EXERCISE PROMPT
Only the lines containing the string "HashMap" are needed; copy all of them from the listing.

-*-*-

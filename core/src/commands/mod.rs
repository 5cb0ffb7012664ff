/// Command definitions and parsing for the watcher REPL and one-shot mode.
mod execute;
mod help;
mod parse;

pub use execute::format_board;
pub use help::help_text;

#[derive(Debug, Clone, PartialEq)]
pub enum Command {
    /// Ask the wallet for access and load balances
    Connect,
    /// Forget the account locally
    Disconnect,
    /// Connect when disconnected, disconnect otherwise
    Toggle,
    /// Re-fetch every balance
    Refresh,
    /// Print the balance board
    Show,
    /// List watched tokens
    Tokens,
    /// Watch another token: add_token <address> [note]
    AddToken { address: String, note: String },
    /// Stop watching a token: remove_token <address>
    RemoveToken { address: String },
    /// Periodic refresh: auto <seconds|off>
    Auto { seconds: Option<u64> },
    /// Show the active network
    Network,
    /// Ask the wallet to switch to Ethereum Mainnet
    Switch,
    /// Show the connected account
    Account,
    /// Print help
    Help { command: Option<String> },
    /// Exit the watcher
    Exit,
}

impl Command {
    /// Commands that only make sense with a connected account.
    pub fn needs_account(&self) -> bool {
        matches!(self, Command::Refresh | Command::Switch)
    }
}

-*-*-

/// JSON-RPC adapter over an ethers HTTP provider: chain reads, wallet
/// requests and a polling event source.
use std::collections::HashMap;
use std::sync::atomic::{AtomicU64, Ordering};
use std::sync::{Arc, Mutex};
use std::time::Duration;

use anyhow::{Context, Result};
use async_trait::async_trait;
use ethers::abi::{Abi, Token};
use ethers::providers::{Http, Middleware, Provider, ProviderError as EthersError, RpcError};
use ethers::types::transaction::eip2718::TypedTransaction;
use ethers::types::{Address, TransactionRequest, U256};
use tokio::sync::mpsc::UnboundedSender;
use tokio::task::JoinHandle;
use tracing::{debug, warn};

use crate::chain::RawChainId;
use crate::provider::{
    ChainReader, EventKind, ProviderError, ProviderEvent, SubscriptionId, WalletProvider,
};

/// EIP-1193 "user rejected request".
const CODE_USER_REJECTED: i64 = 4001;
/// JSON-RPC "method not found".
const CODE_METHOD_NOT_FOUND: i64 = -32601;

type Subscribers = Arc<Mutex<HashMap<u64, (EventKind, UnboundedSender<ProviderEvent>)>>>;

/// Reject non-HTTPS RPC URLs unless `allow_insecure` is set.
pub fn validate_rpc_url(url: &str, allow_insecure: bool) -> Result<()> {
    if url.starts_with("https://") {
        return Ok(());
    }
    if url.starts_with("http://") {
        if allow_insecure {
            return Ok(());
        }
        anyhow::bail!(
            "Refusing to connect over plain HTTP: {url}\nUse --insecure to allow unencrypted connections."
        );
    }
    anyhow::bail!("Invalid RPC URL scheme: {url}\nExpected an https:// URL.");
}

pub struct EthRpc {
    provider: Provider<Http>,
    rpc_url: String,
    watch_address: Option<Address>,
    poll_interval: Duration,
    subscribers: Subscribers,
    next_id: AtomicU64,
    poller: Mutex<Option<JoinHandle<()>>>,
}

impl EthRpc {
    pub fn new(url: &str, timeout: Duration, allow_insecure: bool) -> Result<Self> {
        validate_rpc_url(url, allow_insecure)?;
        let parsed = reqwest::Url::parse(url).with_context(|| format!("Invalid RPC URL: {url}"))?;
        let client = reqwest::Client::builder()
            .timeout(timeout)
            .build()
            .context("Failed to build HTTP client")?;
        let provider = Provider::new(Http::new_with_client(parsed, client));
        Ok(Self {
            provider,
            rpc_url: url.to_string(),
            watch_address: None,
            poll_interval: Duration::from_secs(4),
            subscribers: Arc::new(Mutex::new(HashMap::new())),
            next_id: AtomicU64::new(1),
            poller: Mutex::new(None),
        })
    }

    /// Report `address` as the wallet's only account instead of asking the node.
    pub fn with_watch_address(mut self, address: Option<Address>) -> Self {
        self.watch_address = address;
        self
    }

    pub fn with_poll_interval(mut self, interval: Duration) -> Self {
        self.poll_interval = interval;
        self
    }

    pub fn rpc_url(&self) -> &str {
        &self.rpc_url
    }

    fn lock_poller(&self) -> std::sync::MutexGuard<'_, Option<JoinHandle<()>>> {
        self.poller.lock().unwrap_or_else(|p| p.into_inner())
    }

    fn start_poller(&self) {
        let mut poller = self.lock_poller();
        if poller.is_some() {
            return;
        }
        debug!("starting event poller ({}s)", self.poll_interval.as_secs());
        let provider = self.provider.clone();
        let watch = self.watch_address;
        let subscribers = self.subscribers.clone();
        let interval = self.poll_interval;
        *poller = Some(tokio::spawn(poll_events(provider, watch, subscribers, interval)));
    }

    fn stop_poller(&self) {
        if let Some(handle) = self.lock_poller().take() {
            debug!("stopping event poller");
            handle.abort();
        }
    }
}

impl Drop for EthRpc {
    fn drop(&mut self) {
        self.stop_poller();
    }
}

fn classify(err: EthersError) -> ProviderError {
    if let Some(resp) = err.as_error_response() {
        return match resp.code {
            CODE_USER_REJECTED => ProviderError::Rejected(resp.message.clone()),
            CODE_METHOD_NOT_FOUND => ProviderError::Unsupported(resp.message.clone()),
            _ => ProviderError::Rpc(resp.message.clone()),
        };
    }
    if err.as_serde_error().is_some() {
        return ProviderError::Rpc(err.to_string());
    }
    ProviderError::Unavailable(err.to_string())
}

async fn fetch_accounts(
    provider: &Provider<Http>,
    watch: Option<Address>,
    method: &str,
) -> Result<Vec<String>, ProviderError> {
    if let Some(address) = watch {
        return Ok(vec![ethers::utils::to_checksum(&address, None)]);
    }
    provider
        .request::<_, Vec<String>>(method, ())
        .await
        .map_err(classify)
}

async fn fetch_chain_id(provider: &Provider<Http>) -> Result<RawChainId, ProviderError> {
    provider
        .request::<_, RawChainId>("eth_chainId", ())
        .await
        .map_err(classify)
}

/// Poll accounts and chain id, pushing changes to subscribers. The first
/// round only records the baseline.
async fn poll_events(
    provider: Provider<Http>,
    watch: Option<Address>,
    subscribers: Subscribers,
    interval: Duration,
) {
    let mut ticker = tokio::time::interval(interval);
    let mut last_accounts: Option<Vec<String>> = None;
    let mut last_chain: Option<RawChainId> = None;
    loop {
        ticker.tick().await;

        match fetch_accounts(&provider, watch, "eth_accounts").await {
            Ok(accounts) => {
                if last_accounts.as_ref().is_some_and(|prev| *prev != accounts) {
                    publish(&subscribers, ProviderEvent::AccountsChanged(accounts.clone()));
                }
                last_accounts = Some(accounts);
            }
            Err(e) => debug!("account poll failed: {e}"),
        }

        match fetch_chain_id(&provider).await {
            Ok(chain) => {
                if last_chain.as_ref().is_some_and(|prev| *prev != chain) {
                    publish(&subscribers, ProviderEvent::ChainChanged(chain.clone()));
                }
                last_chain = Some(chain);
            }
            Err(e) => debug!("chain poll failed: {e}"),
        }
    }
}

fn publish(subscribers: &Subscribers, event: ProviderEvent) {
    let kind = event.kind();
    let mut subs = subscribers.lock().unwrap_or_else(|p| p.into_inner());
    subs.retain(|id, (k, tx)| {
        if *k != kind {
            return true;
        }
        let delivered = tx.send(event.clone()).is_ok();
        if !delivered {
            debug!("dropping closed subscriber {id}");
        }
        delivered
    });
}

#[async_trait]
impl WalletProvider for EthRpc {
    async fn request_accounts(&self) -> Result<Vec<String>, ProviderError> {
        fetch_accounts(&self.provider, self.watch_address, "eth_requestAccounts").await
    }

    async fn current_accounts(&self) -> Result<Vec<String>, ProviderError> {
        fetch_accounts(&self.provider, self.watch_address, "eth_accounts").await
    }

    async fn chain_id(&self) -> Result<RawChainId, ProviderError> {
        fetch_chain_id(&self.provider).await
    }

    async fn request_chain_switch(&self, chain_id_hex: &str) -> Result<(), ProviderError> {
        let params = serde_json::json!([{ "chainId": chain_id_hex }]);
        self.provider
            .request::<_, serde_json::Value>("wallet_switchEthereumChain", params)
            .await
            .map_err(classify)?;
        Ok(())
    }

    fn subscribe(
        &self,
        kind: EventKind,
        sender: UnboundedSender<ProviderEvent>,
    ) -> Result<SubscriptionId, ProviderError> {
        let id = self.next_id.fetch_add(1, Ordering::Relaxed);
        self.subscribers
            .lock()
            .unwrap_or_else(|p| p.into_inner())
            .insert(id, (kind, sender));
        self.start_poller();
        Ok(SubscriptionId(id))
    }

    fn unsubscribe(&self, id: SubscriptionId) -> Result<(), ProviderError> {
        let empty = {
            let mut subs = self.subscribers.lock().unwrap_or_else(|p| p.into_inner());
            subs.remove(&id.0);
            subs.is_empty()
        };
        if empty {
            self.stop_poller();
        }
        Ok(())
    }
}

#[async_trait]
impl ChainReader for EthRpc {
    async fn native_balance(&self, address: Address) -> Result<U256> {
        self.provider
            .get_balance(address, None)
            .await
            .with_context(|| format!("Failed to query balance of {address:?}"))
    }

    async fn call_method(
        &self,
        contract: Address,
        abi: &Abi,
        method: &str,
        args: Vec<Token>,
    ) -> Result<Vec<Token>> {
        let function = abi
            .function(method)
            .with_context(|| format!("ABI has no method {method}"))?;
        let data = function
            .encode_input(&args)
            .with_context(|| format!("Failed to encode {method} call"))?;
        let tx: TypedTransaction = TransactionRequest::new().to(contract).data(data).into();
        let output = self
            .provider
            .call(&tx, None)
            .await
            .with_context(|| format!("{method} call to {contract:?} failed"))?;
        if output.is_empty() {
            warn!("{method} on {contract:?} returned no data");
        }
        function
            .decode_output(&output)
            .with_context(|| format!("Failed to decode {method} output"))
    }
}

-*-*-

ANSWER TO THIS TASK
use std::collections::HashMap;
type Subscribers = Arc<Mutex<HashMap<u64, (EventKind, UnboundedSender<ProviderEvent>)>>>;
            subscribers: Arc::new(Mutex::new(HashMap::new())),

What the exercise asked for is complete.